Will federal privacy law soon be replacing state level privacy acts?
As countries everywhere start implementing laws and regulations regarding the privacy of consumer data, there have been many questions about whether the United States would enact one as well.
Many states already have their own privacy legislation, including the CCPA in California, the CPA in Colorado, and the CDPA in Virginia. These data protection laws enhance the privacy of the residents of those states, but what about the U.S. as a whole?
There is a potential federal privacy act underway – let’s dive into the details of what that consists of.
The History of (Federal) Privacy Laws in the U.S.
Even though the U.S. does not have a federal data protection law in place, several states have already enacted regulations. Some states were spurred to action by the GDPR, which provides broad protections for citizens and their private data.
For example, the California Consumer Privacy Act was passed in 2018. They enhanced these data protections further with the California Privacy Rights Act, or Proposition 24, in 2020. While these laws are not as comprehensive as the GDPR that governs the EU, they are the strictest in the country.
Once California started the trend, other states followed suit. Places like Colorado, Virginia, and North Carolina have taken it upon themselves to protect the privacy of their residents. It only makes sense that a federal privacy act will eventually emerge to eliminate a mixture of disparate state laws!
Implementing a federal data protection law would allow businesses to grasp compliance requirements while also helping consumers get a clear understanding of their rights.
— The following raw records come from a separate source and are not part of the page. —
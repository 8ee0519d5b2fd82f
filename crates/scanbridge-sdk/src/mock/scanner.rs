//! Mock barcode scanner SDK for testing and development.

use std::sync::{Arc, Mutex, MutexGuard, PoisonError};

use bytes::Bytes;
use tokio::sync::mpsc;

use scanbridge_core::constants::SDK_EVENT_CHANNEL_CAPACITY;
use scanbridge_core::{BridgeError, Result, ScannerDescriptor};

use crate::traits::{ScannerEventMask, ScannerSdk, ScannerSdkEvent, SdkStatus, TransportMode};

/// Scriptable state shared between the mock SDK and its handle.
#[derive(Debug, Default)]
struct MockScannerState {
    scanners: Vec<ScannerDescriptor>,
    modes: Vec<TransportMode>,
    subscribed_mask: Option<ScannerEventMask>,
    events_tx: Option<mpsc::Sender<ScannerSdkEvent>>,
    detection_enabled: bool,
    established_sessions: Vec<u32>,
    next_session_fails: bool,
    next_session_errors: bool,
    fail_enumeration: bool,
}

/// Mock barcode scanner SDK.
///
/// Simulates the vendor scanner-control handle. The paired
/// [`MockScannerHandle`] scripts which scanners are discoverable, emits SDK
/// events (barcode decodes in particular), and records every configuration
/// call the adapter makes.
///
/// # Examples
///
/// ```
/// use scanbridge_sdk::mock::MockScannerSdk;
/// use scanbridge_sdk::{ScannerEventMask, ScannerSdk, SdkStatus};
/// use scanbridge_core::ScannerDescriptor;
///
/// #[tokio::main]
/// async fn main() -> scanbridge_core::Result<()> {
///     let (mut sdk, handle) = MockScannerSdk::new();
///     handle.add_scanner(ScannerDescriptor::new(1, "Scanner-A"));
///
///     let scanners = sdk.available_scanners().await?;
///     assert_eq!(scanners[0].name, "Scanner-A");
///
///     let status = sdk.establish_session(1).await?;
///     assert_eq!(status, SdkStatus::Success);
///     assert_eq!(handle.established_sessions(), vec![1]);
///     Ok(())
/// }
/// ```
#[derive(Debug)]
pub struct MockScannerSdk {
    state: Arc<Mutex<MockScannerState>>,
}

impl MockScannerSdk {
    /// Create a mock scanner SDK and its controlling handle.
    pub fn new() -> (Self, MockScannerHandle) {
        let state = Arc::new(Mutex::new(MockScannerState::default()));

        let sdk = Self {
            state: Arc::clone(&state),
        };
        let handle = MockScannerHandle { state };

        (sdk, handle)
    }

    fn lock(&self) -> MutexGuard<'_, MockScannerState> {
        self.state.lock().unwrap_or_else(PoisonError::into_inner)
    }
}

impl ScannerSdk for MockScannerSdk {
    async fn set_operational_mode(&mut self, mode: TransportMode) -> Result<()> {
        self.lock().modes.push(mode);
        Ok(())
    }

    async fn subscribe_events(
        &mut self,
        mask: ScannerEventMask,
    ) -> Result<mpsc::Receiver<ScannerSdkEvent>> {
        // Re-subscribing replaces the previous delegate, as the vendor
        // handle does.
        let (events_tx, events_rx) = mpsc::channel(SDK_EVENT_CHANNEL_CAPACITY);
        let mut state = self.lock();
        state.subscribed_mask = Some(mask);
        state.events_tx = Some(events_tx);
        Ok(events_rx)
    }

    async fn enable_scanner_detection(&mut self, enabled: bool) -> Result<()> {
        self.lock().detection_enabled = enabled;
        Ok(())
    }

    async fn available_scanners(&mut self) -> Result<Vec<ScannerDescriptor>> {
        let state = self.lock();
        if state.fail_enumeration {
            return Err(BridgeError::enumeration("scanner enumeration failed"));
        }
        Ok(state.scanners.clone())
    }

    async fn establish_session(&mut self, scanner_id: u32) -> Result<SdkStatus> {
        let mut state = self.lock();
        if state.next_session_errors {
            return Err(BridgeError::session_failed(
                scanner_id.to_string(),
                "SDK call failed",
            ));
        }
        if state.next_session_fails {
            return Ok(SdkStatus::Failure);
        }

        state.established_sessions.push(scanner_id);
        if let Some(scanner) = state.scanners.iter_mut().find(|s| s.id == scanner_id) {
            scanner.active = true;
        }
        Ok(SdkStatus::Success)
    }

    async fn terminate_session(&mut self, scanner_id: u32) -> Result<()> {
        let mut state = self.lock();
        if let Some(scanner) = state.scanners.iter_mut().find(|s| s.id == scanner_id) {
            scanner.active = false;
        }
        Ok(())
    }
}

/// Handle for controlling a [`MockScannerSdk`].
#[derive(Debug, Clone)]
pub struct MockScannerHandle {
    state: Arc<Mutex<MockScannerState>>,
}

impl MockScannerHandle {
    fn lock(&self) -> MutexGuard<'_, MockScannerState> {
        self.state.lock().unwrap_or_else(PoisonError::into_inner)
    }

    /// Make a scanner discoverable by enumeration.
    pub fn add_scanner(&self, scanner: ScannerDescriptor) {
        self.lock().scanners.push(scanner);
    }

    /// Make the next enumeration calls fail until reset.
    pub fn fail_enumeration(&self, fail: bool) {
        self.lock().fail_enumeration = fail;
    }

    /// Make session requests come back as [`SdkStatus::Failure`].
    pub fn reject_sessions(&self, reject: bool) {
        self.lock().next_session_fails = reject;
    }

    /// Make session requests fail at the SDK-call level.
    pub fn error_sessions(&self, error: bool) {
        self.lock().next_session_errors = error;
    }

    /// Emit a raw decoded-barcode event from a scanner.
    ///
    /// # Errors
    ///
    /// Returns an error if the subscribed receiver was dropped.
    pub async fn emit_barcode(&self, scanner_id: u32, data: impl Into<Bytes>) -> Result<()> {
        self.emit(ScannerSdkEvent::Barcode {
            scanner_id,
            data: data.into(),
        })
        .await
    }

    /// Emit an arbitrary scanner SDK event.
    ///
    /// # Errors
    ///
    /// Returns an error if no subscription is active or the subscribed
    /// receiver was dropped.
    pub async fn emit(&self, event: ScannerSdkEvent) -> Result<()> {
        let events_tx = self
            .lock()
            .events_tx
            .clone()
            .ok_or_else(|| BridgeError::channel_closed("scanner SDK events"))?;
        events_tx
            .send(event)
            .await
            .map_err(|_| BridgeError::channel_closed("scanner SDK events"))
    }

    /// Transport modes set on the SDK handle, in call order.
    pub fn transport_modes(&self) -> Vec<TransportMode> {
        self.lock().modes.clone()
    }

    /// Event mask the adapter subscribed with, if any.
    pub fn subscribed_mask(&self) -> Option<ScannerEventMask> {
        self.lock().subscribed_mask
    }

    /// Whether automatic scanner detection is currently enabled.
    pub fn detection_enabled(&self) -> bool {
        self.lock().detection_enabled
    }

    /// Scanner identifiers that had sessions established, in call order.
    pub fn established_sessions(&self) -> Vec<u32> {
        self.lock().established_sessions.clone()
    }
}

#[cfg(test)]
mod tests {
    use super::*;

    #[tokio::test]
    async fn test_enumeration_returns_scripted_scanners() {
        let (mut sdk, handle) = MockScannerSdk::new();
        handle.add_scanner(ScannerDescriptor::new(1, "Scanner-A"));
        handle.add_scanner(ScannerDescriptor::new(2, "Scanner-B"));

        let scanners = sdk.available_scanners().await.unwrap();
        assert_eq!(scanners.len(), 2);
        assert_eq!(scanners[1].name, "Scanner-B");
    }

    #[tokio::test]
    async fn test_enumeration_failure_is_an_error() {
        let (mut sdk, handle) = MockScannerSdk::new();
        handle.fail_enumeration(true);

        assert!(sdk.available_scanners().await.is_err());

        handle.fail_enumeration(false);
        assert!(sdk.available_scanners().await.is_ok());
    }

    #[tokio::test]
    async fn test_establish_session_marks_scanner_active() {
        let (mut sdk, handle) = MockScannerSdk::new();
        handle.add_scanner(ScannerDescriptor::new(5, "Scanner-A"));

        let status = sdk.establish_session(5).await.unwrap();
        assert!(status.is_success());

        let scanners = sdk.available_scanners().await.unwrap();
        assert!(scanners[0].active);
        assert_eq!(handle.established_sessions(), vec![5]);
    }

    #[tokio::test]
    async fn test_rejected_session() {
        let (mut sdk, handle) = MockScannerSdk::new();
        handle.reject_sessions(true);

        let status = sdk.establish_session(5).await.unwrap();
        assert_eq!(status, SdkStatus::Failure);
        assert!(handle.established_sessions().is_empty());
    }

    #[tokio::test]
    async fn test_erroring_session() {
        let (mut sdk, handle) = MockScannerSdk::new();
        handle.error_sessions(true);

        assert!(sdk.establish_session(5).await.is_err());
    }

    #[tokio::test]
    async fn test_subscribe_records_mask_and_delivers_events() {
        let (mut sdk, handle) = MockScannerSdk::new();

        let mask = ScannerEventMask::ALL;
        let mut events = sdk.subscribe_events(mask).await.unwrap();
        assert_eq!(handle.subscribed_mask(), Some(mask));

        handle.emit_barcode(1, &b"ABC123"[..]).await.unwrap();

        match events.recv().await.unwrap() {
            ScannerSdkEvent::Barcode { scanner_id, data } => {
                assert_eq!(scanner_id, 1);
                assert_eq!(&data[..], b"ABC123");
            }
            other => panic!("unexpected event: {:?}", other),
        }
    }

    #[tokio::test]
    async fn test_resubscribe_replaces_delegate() {
        let (mut sdk, handle) = MockScannerSdk::new();

        let first = sdk.subscribe_events(ScannerEventMask::ALL).await.unwrap();
        drop(first);
        let mut second = sdk.subscribe_events(ScannerEventMask::ALL).await.unwrap();

        handle.emit_barcode(1, &b"X"[..]).await.unwrap();
        assert!(matches!(
            second.recv().await,
            Some(ScannerSdkEvent::Barcode { .. })
        ));
    }

    #[tokio::test]
    async fn test_emit_without_subscription_fails() {
        let (_sdk, handle) = MockScannerSdk::new();
        assert!(handle.emit_barcode(1, &b"X"[..]).await.is_err());
    }
}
These are the first laws relating specifically to data collection and tools like cookies, but there are many regulations already in place that protect the privacy of U.S. citizens. The most notable is the Health Insurance Portability and Accountability Act of 1996 – HIPPA – which protects your medical and health-related data.
To date, there is still no federal privacy act that outlines how organizations can store, collect, process, or use personally identifiable information.
The Information Transparency & Personal Data Control Act | Federal Privacy Law
The Information Transparency & Personal Data Control Act is currently under review before Congress. It was introduced by Rep. Suzan DelBene (D-WA) to create a framework for a national privacy law that would replace the current patchwork of state-driven regulations.
So, what does the bill actually dictate?
The proposed law would require companies to develop consumer privacy policies that are written in plain language. Similarly, it would give users an easy way to opt-in or opt-out of data collection or trackers like cookies. The idea here is to ensure that the average person understands what they are agreeing to, what data will be collected, and how the organization intends to use that information.
Companies that collect data must also consider security, as they will be required to keep the sensitive information that they process secured. Per the bill, this responsibility cannot be passed on to a third party.
The proposed bill would also give the Federal Trade Commission the authority to draft rules and adjust the law to stay relevant to privacy needs.
Challenges Ahead – Federal Privacy Law
Although it seems promising that the discussion for a federal data protection law is underway, there are still many challenges ahead for this bill to be passed.
For starters, there are many polarizing aspects of the law – government officials will have dissimilar views, and resolving these differences of opinion will require lengthy discussions. Here are some of the questions that will need to be addressed:
- Will consumers have a private right of action if a regulated organization misuses their data?
- What happens when there is a data breach that results in unauthorized access to personal information?
- How will this new act affect existing data protection laws in the U.S.?
- What will be the minimum standard for compliance, and how will that be enforced?
As the bill currently stands, individuals would not have a right to bring about private action if their data is misused. Likewise, it pre-empts state privacy laws which means the specifics in this bill would apply before those detailed in state-specific laws.
States like California and North Carolina already have extensive privacy laws in place, but these broader laws will likely be applied at a secondary level.
The current act does not pre-empt state laws regarding biometrics, wiretapping, or data breaches, though. In these situations, the law that governs that specific state would take priority.
When it comes to enforcement, the bill dictates that the Federal Trade Commission (FTC) would oversee it. They would have some rulemaking authority but having the right tools and resources to do so is a concern.
The bill has a budget of $350,000 and dictates that the FTC would need to hire 500 new employees. Of this new staff, at least 50 of them would need to have expertise in technology to ensure the appropriate enforcement of the act.
However, it is even possible that Congress decides to create a brand-new agency to oversee and enforce the federal privacy law. Again, doing this could be very controversial, so this is another challenge that the U.S. must overcome to enact the bill.
Congress would have already addressed this bill, but the global COVID-19 pandemic delayed them. As such, it will likely become a priority over the next few months.
What’s important here is that even if the bill does not get passed, it will start a crucial discussion that could lead to new legislation in the future. Eventually, this could lead to a uniform privacy law in the United States that somewhat mirrors what we are seeing in the EU with GDPR and other countries.